Tuesday, July 5, 2011

Hacking into murdered Girl’s phone upsets UK Premier

Britain's extensive-running phone scandal has taken a disturbing turn, with alleges that a scandalous newspaper hacked into the phone mail network of a kidnapped young girl and may have vulnerable the police inquiry into her desertion.
Prime Minister David Cameron said Tuesday he was severely shocked by the new allegations and called for a complete police investigation.
"If they are accurate, this is a really terrible act and an actually terrible condition," Cameron said of the charges.
The case engages 13-year-old Milly Dowler, who went missing in 2002 and was afterwards murdered by a nightclub doorman who has been offender of the crime.
The new charges center around the hot News of the World scandalous  which has already seen a number of its news reporters detained for violating into the cell phone voicemail systems of celebrities, sports personalities and royal advisers. The newspaper has acknowledged misdeed and made financial agreements with some of its victims, including actress Sienna Miller.
The newspaper is now blamed of hacking into Dowler's voicemail and deleting numerous messages on her cell phone, giving her parents fake hope that she was alive as well as potentially destroying the police endeavors to search her.
Lawyer Mark Lewis, on behalf of the family, said he plans to prosecute the tabloid for its intrusion in the days after the girl went missing while heading home from school in Walton-on-Thames in the county of Surrey, south of London. Her stays were located in woodlands six months later by mushroom pickers. It was not obvious how long she was alive after being kidnapped.

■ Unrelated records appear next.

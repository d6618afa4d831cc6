//! Invocation of the external transfer tool.

use std::ffi::OsString;
use std::fs::{self, File, OpenOptions};
use std::io::{BufRead, BufReader};
use std::os::unix::fs::OpenOptionsExt;
use std::path::Path;
use std::process::{Command, Stdio};

use driftsync_core::logfile::append_log;
use driftsync_core::SyncSet;

/// rsync options used for a full sync when the set does not override them.
pub const DEFAULT_FULL_OPTS: &str = "--delete -axH";
/// rsync options used for a partial sync when the set does not override
/// them. Unlike the full default this carries no `-x`; the watcher already
/// refuses to cross filesystems.
pub const DEFAULT_PARTIAL_OPTS: &str = "--delete -dlptgoDH";

/// Assemble the rsync argument vector: options, then `--files-from` for a
/// partial transfer, then the excludes file, then source and destination.
pub(crate) fn rsync_args(
    options: &str,
    transfer_list: Option<&Path>,
    excludes_file: &Path,
    source: &Path,
    destination: &str,
) -> Vec<OsString> {
    let mut args: Vec<OsString> = options.split_whitespace().map(Into::into).collect();
    if let Some(list) = transfer_list {
        args.push("--files-from".into());
        args.push(list.into());
    }
    args.push("--exclude-from".into());
    args.push(excludes_file.into());
    args.push(source.into());
    args.push(destination.into());
    args
}

/// Run rsync, capturing its stderr into `stderr_file`, and return the exit
/// status (-1 when the process could not be run at all).
///
/// When the captured stderr is non-empty it is replayed line by line into
/// the set's log file together with the exit status, so a failed transfer
/// leaves a usable trace.
pub(crate) fn run_rsync(
    set: &SyncSet,
    options: &str,
    transfer_list: Option<&Path>,
    excludes_file: &Path,
    stderr_file: &Path,
) -> i32 {
    let _ = fs::remove_file(stderr_file);

    let stderr = match OpenOptions::new()
        .create(true)
        .write(true)
        .mode(0o600)
        .open(stderr_file)
    {
        Ok(file) => Stdio::from(file),
        Err(err) => {
            tracing::warn!(path = %stderr_file.display(), error = %err, "cannot capture rsync stderr");
            Stdio::null()
        }
    };

    let args = rsync_args(options, transfer_list, excludes_file, &set.source, &set.destination);
    tracing::debug!(?args, "spawning rsync");

    let status = Command::new("rsync")
        .args(&args)
        .stdin(Stdio::null())
        .stderr(stderr)
        .status();

    let rc = match status {
        Ok(status) => status.code().unwrap_or(-1),
        Err(err) => {
            tracing::error!(error = %err, "failed to run rsync");
            append_log(
                set.log_file.as_deref(),
                &format!("[{}] failed to run rsync: {err}", set.name),
            );
            return -1;
        }
    };

    replay_captured_stderr(set, stderr_file, rc);
    rc
}

fn replay_captured_stderr(set: &SyncSet, stderr_file: &Path, rc: i32) {
    let Ok(meta) = fs::metadata(stderr_file) else {
        return;
    };
    if meta.len() == 0 {
        return;
    }

    let Ok(file) = File::open(stderr_file) else {
        return;
    };
    for line in BufReader::new(file).lines().map_while(Result::ok) {
        append_log(
            set.log_file.as_deref(),
            &format!("[{}] rsync: {line}", set.name),
        );
    }
    append_log(
        set.log_file.as_deref(),
        &format!("[{}] rsync failed with exit status: {rc}", set.name),
    );
}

"It is painful heaped upon incident to seek that the News of the World had no civilization at such a horrible time," Lewis said. "The fact that they were ready to act in such an atrocious way that could have endangered the police inquiry and give them bogus hope is despicable."
The Dowler family says a private prosecutor working for the paper removed some of her messages to make room for news messages. The family was told of the interruption into her cell phone in April, but the allegations were only made publicized on Monday.
News International, the publisher of the newspaper, said the charges were of "biggest anxiety" and said it would be making its own investigation.
"This precise case is obviously a created of great worries and we will be making our own investigations as a conclusion. We will clearly complete assistance with any police demand on this," the company said in a statement.
A private prosecutor and a royal’s editor who served for News of the World were imprisoned in 2007 for tapping the phones of royal household staff.  Another five people have been held since a new police inquiry started in January.
The new allegations have mounted the force on News International UK chief executive Rebekah Brooks, who was the upper level editor at the scandalous when Dowler disappeared.
News International is the key U.K. subsidiary of News Corp. where media tycoon Rupert Murdoch is chief Executive.
Ed Miliband, opposition leader of the Labour Party said Tuesday that Brooks should "think her status" in view of the new allegations, which he said intimidate to put a dirt on British journalism.